Exercise objective:
Return the number of lines below that contain "UIParent"; nothing else belongs in the reply.

Data listing:
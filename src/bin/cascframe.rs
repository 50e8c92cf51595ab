fn main() -> anyhow::Result<()> {
    cascframe::cli::run_cli()
}
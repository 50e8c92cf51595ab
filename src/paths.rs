//! Archive-relative path canonicalization and reference resolution
//!
//! Interface documents reference each other with relative paths, using
//! either slash flavor and the occasional `..` hop. Everything that
//! crosses a store or sink boundary goes through [`normalize`] first so
//! lookups and output layout agree on a single spelling.

/// Canonicalize an archive-relative path.
///
/// Collapses `.` and `..` segments, converts backslashes to forward
/// slashes, and strips empty segments and any leading slash. The result
/// is stable: normalizing an already-normalized path returns it unchanged.
///
/// A `..` that climbs above the archive root has no valid meaning; real
/// interface data never does this, so it is a caller bug. Debug builds
/// assert on it, release builds drop the segment.
///
/// # Examples
///
/// ```
/// use cascframe::paths::normalize;
///
/// assert_eq!(normalize("a/b/../c"), "a/c");
/// assert_eq!(normalize(r"Interface\FrameXML\UIParent.lua"), "Interface/FrameXML/UIParent.lua");
/// ```
#[must_use]
pub fn normalize(path: &str) -> String {
    let mut segments: Vec<&str> = Vec::new();
    for segment in path.split(['/', '\\']) {
        match segment {
            "" | "." => {}
            ".." => {
                let popped = segments.pop();
                debug_assert!(popped.is_some(), "path escapes archive root: {path}");
            }
            other => segments.push(other),
        }
    }
    segments.join("/")
}

/// Resolve a reference found inside a document to an archive-relative path.
///
/// Resolution is always relative to the referencing document's own
/// directory, never the crawl root; this is what makes multi-level
/// includes land in the right place. Trailing whitespace is trimmed from
/// the raw reference because TOC documents are line oriented and carry
/// CR remnants; the reference is otherwise taken verbatim.
///
/// # Examples
///
/// ```
/// use cascframe::paths::resolve;
///
/// assert_eq!(resolve("Interface/Foo/Bar.xml", "y.xml"), "Interface/Foo/y.xml");
/// assert_eq!(resolve("Interface/Foo/Bar.xml", "..\\Shared\\z.lua"), "Interface/Shared/z.lua");
/// ```
#[must_use]
pub fn resolve(referencing: &str, reference: &str) -> String {
    let reference = reference.trim_end();
    match referencing.rsplit_once(['/', '\\']) {
        Some((dir, _)) => normalize(&format!("{dir}/{reference}")),
        None => normalize(reference),
    }
}

/// True when a path names a markup document the crawler should scan.
#[must_use]
pub fn is_markup(path: &str) -> bool {
    std::path::Path::new(path)
        .extension()
        .is_some_and(|ext| ext.eq_ignore_ascii_case("xml"))
}

#[cfg(test)]
mod tests {
    use super::*;
    use pretty_assertions::assert_eq;

    #[test]
    fn normalize_collapses_parent_segments() {
        assert_eq!(normalize("a/b/../c"), "a/c");
        assert_eq!(normalize("a/../b"), "b");
        assert_eq!(normalize("x"), "x");
    }

    #[test]
    fn normalize_strips_dot_and_empty_segments() {
        assert_eq!(normalize("./a//b/./c"), "a/b/c");
        assert_eq!(normalize("/a/b"), "a/b");
    }

    #[test]
    fn normalize_converts_backslashes() {
        assert_eq!(normalize(r"Interface\FrameXML\Bar.xml"), "Interface/FrameXML/Bar.xml");
        assert_eq!(normalize(r"a\b\..\c"), "a/c");
    }

    #[test]
    fn normalize_is_idempotent() {
        for p in ["a/b/../c", "x", "Interface/FrameXML/UIParent.lua", "./a//b"] {
            let once = normalize(p);
            assert_eq!(normalize(&once), once);
        }
    }

    #[test]
    fn resolve_is_relative_to_referencing_document() {
        assert_eq!(resolve("Interface/Foo/Bar.xml", "y.xml"), "Interface/Foo/y.xml");
        assert_eq!(resolve("Interface/Foo/Bar.xml", "../Shared/z.lua"), "Interface/Shared/z.lua");
        assert_eq!(resolve("Top.toc", "file.lua"), "file.lua");
    }

    #[test]
    fn resolve_trims_toc_line_remnants() {
        assert_eq!(resolve("MyAddon/MyAddon.toc", "MyAddon.lua\r"), "MyAddon/MyAddon.lua");
        assert_eq!(resolve("MyAddon/MyAddon.toc", "MyAddon.lua  "), "MyAddon/MyAddon.lua");
    }

    #[test]
    fn markup_extension_is_case_insensitive() {
        assert!(is_markup("Interface/FrameXML/UIParent.xml"));
        assert!(is_markup("Bindings.XML"));
        assert!(!is_markup("UIParent.lua"));
        assert!(!is_markup("MyAddon.toc"));
    }
}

Finished exercise:
4